Currently, cannabis is legal in some form in more than half the country, Puerto Rico, and the District of Columbia. Earlier this year, Governor Eddie Calvo proposed a bill to legalize marijuana in Guam. And it's not as if Polis is wrong in his assertion of legalized weed’s social value. The War on Drugs created a class of secondhand citizenship for weed smokers, marijuana farmers, and pot dealers alike. 

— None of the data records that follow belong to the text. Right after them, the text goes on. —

// Shared prompt constants.
// Services that need task-specific prompts define their own prompts.rs alongside them.

/// System prompt fragment that enforces JSON-only output.
pub const JSON_ONLY_SYSTEM: &str = "You are an expert research paper summarizer. \
    You MUST respond with valid JSON only. \
    Do NOT include any text outside the JSON object. \
    Do NOT use markdown code fences.";

/// System prompt for field translation. The model must echo only the translation.
pub const TRANSLATION_SYSTEM: &str = "You are a professional translator for academic text. \
    Translate the user's text faithfully and keep technical terms accurate. \
    Respond with the translation only: no quotes, no notes, no explanations.";

/// Temperature for structured paper analysis.
pub const SUMMARY_TEMPERATURE: f32 = 0.3;

/// Temperature for translation; kept low so repeated runs agree.
pub const TRANSLATION_TEMPERATURE: f32 = 0.1;
//! arXiv export API client and Atom feed parser.

use async_trait::async_trait;
use chrono::{DateTime, NaiveDate, Utc};
use quick_xml::events::{BytesEnd, BytesStart, BytesText, Event};
use quick_xml::Reader;
use reqwest::Client;
use thiserror::Error;

use crate::models::paper::NewPaper;

const ARXIV_API_URL: &str = "http://export.arxiv.org/api/query";
const USER_AGENT: &str = "research-digest-crawler/1.0";

#[derive(Debug, Error)]
pub enum CrawlError {
    #[error("HTTP error: {0}")]
    Http(#[from] reqwest::Error),

    #[error("arXiv API returned status {0}")]
    Status(u16),

    #[error("invalid Atom feed: {0}")]
    Xml(String),
}

/// One `<entry>` of an arXiv Atom feed.
#[derive(Debug, Clone, PartialEq)]
pub struct ArxivEntry {
    pub arxiv_id: String,
    pub title: String,
    pub summary: String,
    pub authors: Vec<String>,
    pub published: Option<DateTime<Utc>>,
    pub categories: Vec<String>,
}

impl ArxivEntry {
    pub fn published_date(&self) -> Option<NaiveDate> {
        self.published.map(|p| p.date_naive())
    }

    pub fn into_new_paper(self) -> NewPaper {
        NewPaper {
            publish_date: self.published_date(),
            arxiv_id: self.arxiv_id,
            title: self.title,
            author: self.authors.join(", "),
            summary: self.summary,
            categories: self.categories,
        }
    }
}

/// Anything that can answer a keyword search with feed entries.
#[async_trait]
pub trait PaperSource: Send + Sync {
    async fn search(
        &self,
        keyword: &str,
        start: usize,
        max_results: usize,
    ) -> Result<Vec<ArxivEntry>, CrawlError>;
}

pub struct ArxivClient {
    client: Client,
}

impl ArxivClient {
    pub fn new() -> Result<Self, CrawlError> {
        Ok(Self {
            client: Client::builder()
                .user_agent(USER_AGENT)
                .timeout(std::time::Duration::from_secs(60))
                .build()?,
        })
    }
}

#[async_trait]
impl PaperSource for ArxivClient {
    /// Newest submissions first.
    async fn search(
        &self,
        keyword: &str,
        start: usize,
        max_results: usize,
    ) -> Result<Vec<ArxivEntry>, CrawlError> {
        let query = format!("all:{keyword}");
        let start = start.to_string();
        let max_results = max_results.to_string();

        let response = self
            .client
            .get(ARXIV_API_URL)
            .query(&[
                ("search_query", query.as_str()),
                ("start", start.as_str()),
                ("max_results", max_results.as_str()),
                ("sortBy", "submittedDate"),
                ("sortOrder", "descending"),
            ])
            .send()
            .await?;

        if !response.status().is_success() {
            return Err(CrawlError::Status(response.status().as_u16()));
        }

        let body = response.text().await?;
        parse_atom_feed(&body)
    }
}

/// `http://arxiv.org/abs/2406.01234v2` → `2406.01234`.
pub fn extract_arxiv_id(raw: &str) -> String {
    let id = raw.trim();
    let id = id.split_once("/abs/").map_or(id, |(_, rest)| rest);
    strip_version(id).to_string()
}

fn strip_version(id: &str) -> &str {
    match id.rfind('v') {
        Some(pos) if pos > 0 => {
            let version = &id[pos + 1..];
            if !version.is_empty() && version.chars().all(|c| c.is_ascii_digit()) {
                &id[..pos]
            } else {
                id
            }
        }
        _ => id,
    }
}

pub fn normalize_whitespace(text: &str) -> String {
    text.split_whitespace().collect::<Vec<_>>().join(" ")
}

#[derive(Default)]
struct EntryAccum {
    id: String,
    title: String,
    summary: String,
    published: String,
    authors: Vec<String>,
    categories: Vec<String>,
}

impl EntryAccum {
    fn into_entry(self) -> Option<ArxivEntry> {
        if self.id.trim().is_empty() || self.title.trim().is_empty() {
            return None;
        }
        Some(ArxivEntry {
            arxiv_id: extract_arxiv_id(&self.id),
            title: normalize_whitespace(&self.title),
            summary: normalize_whitespace(&self.summary),
            authors: self
                .authors
                .iter()
                .map(|a| normalize_whitespace(a))
                .filter(|a| !a.is_empty())
                .collect(),
            published: DateTime::parse_from_rfc3339(self.published.trim())
                .ok()
                .map(|p| p.with_timezone(&Utc)),
            categories: self.categories,
        })
    }
}

#[derive(Default)]
struct AtomParser {
    entries: Vec<ArxivEntry>,
    accum: EntryAccum,
    current_tag: String,
    in_entry: bool,
    in_author: bool,
}

impl AtomParser {
    fn handle_start(&mut self, e: &BytesStart<'_>) {
        let tag = String::from_utf8_lossy(e.name().as_ref()).to_string();
        match tag.as_str() {
            "entry" => {
                self.in_entry = true;
                self.accum = EntryAccum::default();
            }
            "author" if self.in_entry => {
                self.in_author = true;
                self.accum.authors.push(String::new());
            }
            "category" if self.in_entry => self.push_category(e),
            _ if self.in_entry => self.current_tag = tag,
            _ => {}
        }
    }

    fn handle_empty(&mut self, e: &BytesStart<'_>) {
        if self.in_entry && e.name().as_ref() == b"category" {
            self.push_category(e);
        }
    }

    fn push_category(&mut self, e: &BytesStart<'_>) {
        for attr in e.attributes().flatten() {
            if attr.key.as_ref() == b"term" {
                let term = String::from_utf8_lossy(&attr.value).trim().to_string();
                if !term.is_empty() && !self.accum.categories.contains(&term) {
                    self.accum.categories.push(term);
                }
            }
        }
    }

    fn handle_text(&mut self, e: &BytesText<'_>) {
        if !self.in_entry {
            return;
        }
        let text = e.unescape().unwrap_or_default();
        let accum = &mut self.accum;
        match self.current_tag.as_str() {
            "id" => accum.id.push_str(&text),
            "title" => accum.title.push_str(&text),
            "summary" => accum.summary.push_str(&text),
            "published" => accum.published.push_str(&text),
            "name" if self.in_author => {
                if let Some(author) = accum.authors.last_mut() {
                    author.push_str(&text);
                }
            }
            _ => {}
        }
    }

    fn handle_end(&mut self, e: &BytesEnd<'_>) {
        match e.name().as_ref() {
            b"entry" => {
                let finished = std::mem::take(&mut self.accum);
                if let Some(entry) = finished.into_entry() {
                    self.entries.push(entry);
                }
                self.in_entry = false;
                self.current_tag.clear();
            }
            b"author" => self.in_author = false,
            _ => self.current_tag.clear(),
        }
    }
}

pub fn parse_atom_feed(xml: &str) -> Result<Vec<ArxivEntry>, CrawlError> {
    let mut reader = Reader::from_str(xml);
    let mut parser = AtomParser::default();

    loop {
        match reader.read_event() {
            Ok(Event::Start(ref e)) => parser.handle_start(e),
            Ok(Event::Empty(ref e)) => parser.handle_empty(e),
            Ok(Event::Text(ref e)) => parser.handle_text(e),
            Ok(Event::End(ref e)) => parser.handle_end(e),
            Ok(Event::Eof) => break,
            Err(e) => {
                return Err(CrawlError::Xml(format!(
                    "at position {}: {e}",
                    reader.buffer_position()
                )))
            }
            _ => {}
        }
    }

    Ok(parser.entries)
}
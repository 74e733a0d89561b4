use anyhow::{Context, Result};
use sqlx::postgres::{PgConnectOptions, PgPoolOptions};
use sqlx::PgPool;
use tracing::info;

/// Creates and returns a PostgreSQL connection pool.
pub async fn create_pool(options: PgConnectOptions) -> Result<PgPool> {
    info!("Connecting to PostgreSQL...");

    let pool = PgPoolOptions::new()
        .max_connections(10)
        .connect_with(options)
        .await
        .context("failed to connect to PostgreSQL")?;

    info!("PostgreSQL connection pool established");
    Ok(pool)
}

/// Applies the embedded schema and seed migrations.
pub async fn run_migrations(pool: &PgPool) -> Result<()> {
    sqlx::migrate!("./migrations")
        .run(pool)
        .await
        .context("failed to apply database migrations")?;
    info!("Database migrations applied");
    Ok(())
}
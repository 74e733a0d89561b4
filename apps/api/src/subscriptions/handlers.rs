use axum::{
    extract::{Query, State},
    response::Redirect,
    Json,
};
use chrono::{NaiveDate, Utc};
use reqwest::Url;
use serde::{Deserialize, Serialize};
use tracing::{info, instrument, warn};

use crate::auth::dto::{MessageResponse, RegisterResponse};
use crate::auth::jwt::AuthUser;
use crate::auth::password::{hash_password, verify_password};
use crate::auth::validation::{
    normalize_email, validate_email, validate_name, validate_password, validate_topics,
};
use crate::digest::window::{next_digest_date, service_date};
use crate::errors::AppError;
use crate::models::topic::Topic;
use crate::models::user::{Language, NewUser, NotificationMethod, Preferences, UserProfile};
use crate::state::AppState;

#[derive(Debug, Deserialize)]
pub struct SubscribeRequest {
    pub name: String,
    pub email: String,
    pub password: String,
    #[serde(default)]
    pub topics: Vec<i32>,
    #[serde(default)]
    pub language: Option<Language>,
    #[serde(default)]
    pub notification_method: Option<NotificationMethod>,
}

#[derive(Debug, Deserialize)]
pub struct PreferencesRequest {
    #[serde(default)]
    pub topics: Vec<i32>,
    pub language: Language,
    pub notification_method: NotificationMethod,
    #[serde(default = "default_active")]
    pub active: bool,
}

fn default_active() -> bool {
    true
}

#[derive(Debug, Serialize)]
pub struct DashboardResponse {
    pub user: UserProfile,
    pub user_topics: Vec<Topic>,
    pub all_topics: Vec<Topic>,
    pub next_digest_date: NaiveDate,
    pub kakao_connected: bool,
}

#[derive(Debug, Serialize)]
pub struct SendNowResponse {
    pub email: Option<bool>,
    pub kakao: Option<bool>,
    pub message: String,
}

#[derive(Debug, Serialize)]
pub struct KakaoAuthResponse {
    pub auth_url: String,
}

#[derive(Debug, Deserialize)]
pub struct KakaoCallbackQuery {
    pub code: Option<String>,
    pub state: Option<String>,
    pub error: Option<String>,
}

/// GET /api/topics
pub async fn list_topics(State(state): State<AppState>) -> Result<Json<Vec<Topic>>, AppError> {
    Ok(Json(state.store.list_topics().await?))
}

/// POST /api/subscribe
/// Creates the subscription, or replaces it when the email already has one.
/// Replacing requires that account's password.
#[instrument(skip(state, req))]
pub async fn subscribe(
    State(state): State<AppState>,
    Json(req): Json<SubscribeRequest>,
) -> Result<Json<RegisterResponse>, AppError> {
    let email = normalize_email(&req.email);
    validate_name(&req.name)?;
    validate_email(&email)?;
    validate_password(&req.password)?;
    validate_topics(&req.topics)?;

    let password_hash = match state.store.find_user_by_email(&email).await? {
        Some(existing) => {
            if !verify_password(&req.password, &existing.password_hash)? {
                warn!(user_id = existing.id, "subscribe with wrong password");
                return Err(AppError::Unauthorized("Invalid email or password".into()));
            }
            existing.password_hash
        }
        None => hash_password(&req.password)?,
    };

    let user = NewUser {
        email,
        name: req.name.trim().to_string(),
        password_hash,
        language: req.language.unwrap_or_default(),
        notification_method: req.notification_method.unwrap_or_default(),
    };
    let user_id = state
        .store
        .upsert_subscription(&user, &req.topics, true)
        .await?;
    let token = state.jwt.sign(user_id)?;

    info!(user_id, topics = req.topics.len(), "subscription saved");
    Ok(Json(RegisterResponse { user_id, token }))
}

/// GET /api/dashboard
pub async fn dashboard(
    State(state): State<AppState>,
    AuthUser(user_id): AuthUser,
) -> Result<Json<DashboardResponse>, AppError> {
    let user = state
        .store
        .find_user(user_id)
        .await?
        .ok_or_else(|| AppError::NotFound(format!("User {user_id} not found")))?;

    Ok(Json(DashboardResponse {
        user: user.profile(),
        user_topics: state.store.user_topics(user_id).await?,
        all_topics: state.store.list_topics().await?,
        next_digest_date: next_digest_date(service_date(Utc::now())),
        kakao_connected: state.kakao.is_connected(user_id).await?,
    }))
}

/// POST /api/preferences
#[instrument(skip(state, req))]
pub async fn update_preferences(
    State(state): State<AppState>,
    AuthUser(user_id): AuthUser,
    Json(req): Json<PreferencesRequest>,
) -> Result<Json<MessageResponse>, AppError> {
    validate_topics(&req.topics)?;
    let prefs = Preferences {
        topics: req.topics,
        language: req.language,
        notification_method: req.notification_method,
        active: req.active,
    };
    state.store.update_preferences(user_id, &prefs).await?;

    info!(user_id, active = prefs.active, "preferences updated");
    Ok(Json(MessageResponse {
        message: "Preferences saved".into(),
    }))
}

/// POST /api/send_digest_now
pub async fn send_digest_now(
    State(state): State<AppState>,
    AuthUser(user_id): AuthUser,
) -> Result<Json<SendNowResponse>, AppError> {
    let delivery = state.jobs.dispatcher().send_now(user_id).await?;
    Ok(Json(SendNowResponse {
        email: delivery.email,
        kakao: delivery.chat,
        message: delivery.message().to_string(),
    }))
}

/// GET /api/kakao_auth
pub async fn kakao_auth(
    State(state): State<AppState>,
    AuthUser(user_id): AuthUser,
) -> Result<Json<KakaoAuthResponse>, AppError> {
    let auth_url = state
        .kakao
        .generate_auth_url(user_id)
        .map_err(|e| AppError::Internal(anyhow::anyhow!(e)))?;
    Ok(Json(KakaoAuthResponse { auth_url }))
}

/// GET /api/auth/kakao/callback
/// Always answers with a redirect back to the dashboard.
pub async fn kakao_callback(
    State(state): State<AppState>,
    Query(query): Query<KakaoCallbackQuery>,
) -> Redirect {
    let dashboard = state.config.dashboard_url();

    let outcome = match (query.error, query.code, query.state) {
        (Some(error), _, _) => {
            warn!(%error, "Kakao authorization denied");
            Err(error)
        }
        (None, Some(code), Some(oauth_state)) => {
            if state.kakao.handle_callback(&code, &oauth_state).await {
                Ok(())
            } else {
                Err("link_failed".to_string())
            }
        }
        _ => Err("missing_code".to_string()),
    };

    Redirect::to(&callback_redirect(&dashboard, outcome))
}

fn callback_redirect(dashboard: &str, outcome: Result<(), String>) -> String {
    let param = match &outcome {
        Ok(()) => ("kakao_success", "1"),
        Err(reason) => ("kakao_error", reason.as_str()),
    };
    Url::parse_with_params(dashboard, &[param])
        .map(String::from)
        .unwrap_or_else(|_| dashboard.to_string())
}

#[cfg(test)]
mod tests {
    use super::*;
    use crate::store::memory::MemoryStore;
    use crate::store::SubscriptionStore;
    use std::sync::Arc;

    fn state() -> (AppState, Arc<MemoryStore>) {
        let store = Arc::new(MemoryStore::with_topics(&["Computer Science", "Physics", "Math"]));
        (AppState::for_tests(store.clone()), store)
    }

    fn subscribe_req(password: &str, topics: Vec<i32>, lang: Language) -> SubscribeRequest {
        SubscribeRequest {
            name: "Reader".into(),
            email: "reader@example.com".into(),
            password: password.into(),
            topics,
            language: Some(lang),
            notification_method: None,
        }
    }

    #[test]
    fn test_callback_redirects() {
        let dashboard = "http://localhost:3000/dashboard";
        assert_eq!(
            callback_redirect(dashboard, Ok(())),
            "http://localhost:3000/dashboard?kakao_success=1"
        );
        assert_eq!(
            callback_redirect(dashboard, Err("access_denied".into())),
            "http://localhost:3000/dashboard?kakao_error=access_denied"
        );
        assert_eq!(
            callback_redirect(dashboard, Err("bad reason&x=1".into())),
            "http://localhost:3000/dashboard?kakao_error=bad+reason%26x%3D1"
        );
    }

    #[tokio::test]
    async fn test_subscribe_twice_replaces_topics() {
        let (state, store) = state();
        let Json(first) = subscribe(
            State(state.clone()),
            Json(subscribe_req("Abcdef12", vec![1, 2], Language::En)),
        )
        .await
        .unwrap();
        let Json(second) = subscribe(
            State(state.clone()),
            Json(subscribe_req("Abcdef12", vec![3], Language::Ko)),
        )
        .await
        .unwrap();

        assert_eq!(first.user_id, second.user_id);
        assert_eq!(store.topic_ids_of(first.user_id), vec![3]);
        let user = store.find_user(first.user_id).await.unwrap().unwrap();
        assert_eq!(user.language(), Language::Ko);
        assert!(user.active);
    }

    #[tokio::test]
    async fn test_subscribe_existing_email_needs_password() {
        let (state, store) = state();
        let Json(first) = subscribe(
            State(state.clone()),
            Json(subscribe_req("Abcdef12", vec![1], Language::En)),
        )
        .await
        .unwrap();
        let err = subscribe(
            State(state),
            Json(subscribe_req("Other123", vec![2], Language::En)),
        )
        .await
        .unwrap_err();
        assert_eq!(err.status(), axum::http::StatusCode::UNAUTHORIZED);
        assert_eq!(store.topic_ids_of(first.user_id), vec![1]);
    }

    #[tokio::test]
    async fn test_preferences_update_and_reject_unknown_topic() {
        let (state, store) = state();
        let Json(sub) = subscribe(
            State(state.clone()),
            Json(subscribe_req("Abcdef12", vec![1], Language::En)),
        )
        .await
        .unwrap();

        update_preferences(
            State(state.clone()),
            AuthUser(sub.user_id),
            Json(PreferencesRequest {
                topics: vec![2, 3],
                language: Language::Ko,
                notification_method: NotificationMethod::Both,
                active: false,
            }),
        )
        .await
        .unwrap();
        assert_eq!(store.topic_ids_of(sub.user_id), vec![2, 3]);
        let user = store.find_user(sub.user_id).await.unwrap().unwrap();
        assert!(!user.active);
        assert_eq!(user.notification_method(), NotificationMethod::Both);

        let err = update_preferences(
            State(state),
            AuthUser(sub.user_id),
            Json(PreferencesRequest {
                topics: vec![1, 42],
                language: Language::En,
                notification_method: NotificationMethod::Email,
                active: true,
            }),
        )
        .await
        .unwrap_err();
        assert_eq!(err.status(), axum::http::StatusCode::BAD_REQUEST);
        // rejected update leaves the previous selection intact
        assert_eq!(store.topic_ids_of(sub.user_id), vec![2, 3]);
    }

    #[tokio::test]
    async fn test_dashboard_and_send_now() {
        let (state, _) = state();
        let Json(sub) = subscribe(
            State(state.clone()),
            Json(subscribe_req("Abcdef12", vec![1], Language::En)),
        )
        .await
        .unwrap();

        let Json(dash) = dashboard(State(state.clone()), AuthUser(sub.user_id))
            .await
            .unwrap();
        assert_eq!(dash.user_topics.len(), 1);
        assert_eq!(dash.all_topics.len(), 3);
        assert!(!dash.kakao_connected);
        assert!(dash.next_digest_date > service_date(Utc::now()));

        let Json(sent) = send_digest_now(State(state.clone()), AuthUser(sub.user_id))
            .await
            .unwrap();
        assert_eq!(sent.email, Some(true));
        assert_eq!(sent.kakao, None);
        assert_eq!(sent.message, "Digest sent successfully");

        let err = dashboard(State(state), AuthUser(999)).await.unwrap_err();
        assert_eq!(err.status(), axum::http::StatusCode::NOT_FOUND);
    }
}
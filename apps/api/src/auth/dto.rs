use serde::{Deserialize, Serialize};

use crate::models::user::{Language, NotificationMethod, UserProfile};

#[derive(Debug, Deserialize)]
pub struct RegisterRequest {
    pub name: String,
    pub email: String,
    pub password: String,
    #[serde(default)]
    pub topics: Vec<i32>,
    #[serde(default)]
    pub language: Option<Language>,
    #[serde(default)]
    pub notification_method: Option<NotificationMethod>,
}

#[derive(Debug, Serialize)]
pub struct RegisterResponse {
    pub user_id: i32,
    pub token: String,
}

#[derive(Debug, Deserialize)]
pub struct LoginRequest {
    pub email: String,
    pub password: String,
}

#[derive(Debug, Serialize)]
pub struct LoginResponse {
    pub token: String,
    pub user: UserProfile,
}

#[derive(Debug, Serialize)]
pub struct MessageResponse {
    pub message: String,
}
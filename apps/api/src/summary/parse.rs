//! The one boundary where untrusted LLM text becomes an `AiSummary`.
//!
//! Callers get either a validated record or a `MalformedSummary`; no other
//! module repairs or inspects raw model output.

use serde_json::{Map, Value};
use thiserror::Error;

use crate::llm_client::strip_json_fences;
use crate::models::paper::AiSummary;

#[derive(Debug, Error, PartialEq)]
pub enum MalformedSummary {
    #[error("LLM output is empty")]
    Empty,

    #[error("LLM output is not valid JSON: {0}")]
    Json(String),

    #[error("LLM output is not a JSON object")]
    NotAnObject,

    #[error("field '{0}' has the wrong type")]
    FieldType(&'static str),

    #[error("'summary' is missing or empty")]
    MissingSummary,

    #[error("importance '{0}' is not a finite number")]
    BadImportance(String),
}

/// Parses a model reply into a validated summary.
///
/// Steps: strip code fences, double stray backslashes, parse, then check
/// field types. `importance` may be a number or a numeric string and is
/// clamped to `[0, 1]`; `keywords` may be an array or a comma-separated string.
pub fn parse_ai_summary(text: &str) -> Result<AiSummary, MalformedSummary> {
    let text = strip_json_fences(text);
    if text.is_empty() {
        return Err(MalformedSummary::Empty);
    }

    let repaired = repair_escapes(text);
    let value: Value =
        serde_json::from_str(&repaired).map_err(|e| MalformedSummary::Json(e.to_string()))?;
    let Value::Object(fields) = value else {
        return Err(MalformedSummary::NotAnObject);
    };

    let summary = string_field(&fields, "summary")?.unwrap_or_default();
    if summary.is_empty() {
        return Err(MalformedSummary::MissingSummary);
    }

    Ok(AiSummary {
        summary,
        evaluation: string_field(&fields, "evaluation")?.unwrap_or_default(),
        importance: importance_field(&fields)?,
        keywords: keywords_field(&fields)?,
        category: string_field(&fields, "category")?.unwrap_or_default(),
    })
}

/// Doubles every backslash that does not begin a valid JSON escape
/// (`\" \\ \/ \b \f \n \r \t \uXXXX`). Valid escape pairs are consumed whole,
/// so an escaped backslash followed by a letter is left alone.
pub fn repair_escapes(text: &str) -> String {
    let mut out = String::with_capacity(text.len() + 8);
    let mut chars = text.chars().peekable();

    while let Some(c) = chars.next() {
        if c != '\\' {
            out.push(c);
            continue;
        }

        match chars.peek().copied() {
            Some(next @ ('"' | '\\' | '/' | 'b' | 'f' | 'n' | 'r' | 't')) => {
                chars.next();
                out.push('\\');
                out.push(next);
            }
            Some('u') if is_unicode_escape(chars.clone()) => out.push('\\'),
            _ => out.push_str("\\\\"),
        }
    }

    out
}

/// `chars` is positioned on the `u` of a candidate `\uXXXX`.
fn is_unicode_escape(chars: impl Iterator<Item = char>) -> bool {
    let hex: Vec<char> = chars.skip(1).take(4).collect();
    hex.len() == 4 && hex.iter().all(|c| c.is_ascii_hexdigit())
}

fn string_field(
    fields: &Map<String, Value>,
    name: &'static str,
) -> Result<Option<String>, MalformedSummary> {
    match fields.get(name) {
        None | Some(Value::Null) => Ok(None),
        Some(Value::String(s)) => Ok(Some(s.trim().to_string())),
        Some(_) => Err(MalformedSummary::FieldType(name)),
    }
}

fn importance_field(fields: &Map<String, Value>) -> Result<Option<f64>, MalformedSummary> {
    let score = match fields.get("importance") {
        None | Some(Value::Null) => return Ok(None),
        Some(Value::Number(n)) => n.as_f64(),
        Some(Value::String(s)) => s.trim().parse::<f64>().ok(),
        Some(other) => return Err(MalformedSummary::BadImportance(other.to_string())),
    };

    match score {
        Some(score) if score.is_finite() => Ok(Some(score.clamp(0.0, 1.0))),
        _ => Err(MalformedSummary::BadImportance(
            fields
                .get("importance")
                .map(Value::to_string)
                .unwrap_or_default(),
        )),
    }
}

fn keywords_field(fields: &Map<String, Value>) -> Result<Vec<String>, MalformedSummary> {
    match fields.get("keywords") {
        None | Some(Value::Null) => Ok(Vec::new()),
        Some(Value::String(s)) => Ok(s
            .split(',')
            .map(str::trim)
            .filter(|k| !k.is_empty())
            .map(str::to_string)
            .collect()),
        Some(Value::Array(items)) => items
            .iter()
            .map(|item| match item {
                Value::String(s) => Ok(s.trim().to_string()),
                _ => Err(MalformedSummary::FieldType("keywords")),
            })
            .collect(),
        Some(_) => Err(MalformedSummary::FieldType("keywords")),
    }
}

But his words, and the efforts of a larger normalization movement, will be for nothing if they continue to fall on the deaf ears of Donald Trump and Jeff Sessions

Massroots marijuana journalist Tom Angell speculates on the most pressing issue at hand in the larger legal weed narrative. He writes, 

“. . . while legalization advocates are optimistic that they have the votes to pass the state medical marijuana protections again and extend them through most of 2018, it’s an open question as to whether they will even get the opportunity. . . Even if the government shuts down and Sessions and the DEA technically regain the ability to enforce federal prohibition laws against state-legal medical cannabis patients and businesses [sic], it doesn’t necessarily mean they will do so.”

Essentially, though, speculating on legal weed's future is like predicting the outcome of the Super Bowl before football season even begins. Sure, existing game analytics, team statistics, and player insight can no doubt inform an educated guess in the same way Trump's previous statements, voting records, and Cabinet appointments give us some clue what we're up against. Still, there's always a chance for rain. 

Should Congress remove the Rohrabacher-Blumenaur amendment as part of Friday’s decision on the spending bill, the skies could indeed open up for federal acid rain to pour down on the legal pot industry. 

But that could just as likely not happen. Either way, we'll keep our eyes peeled.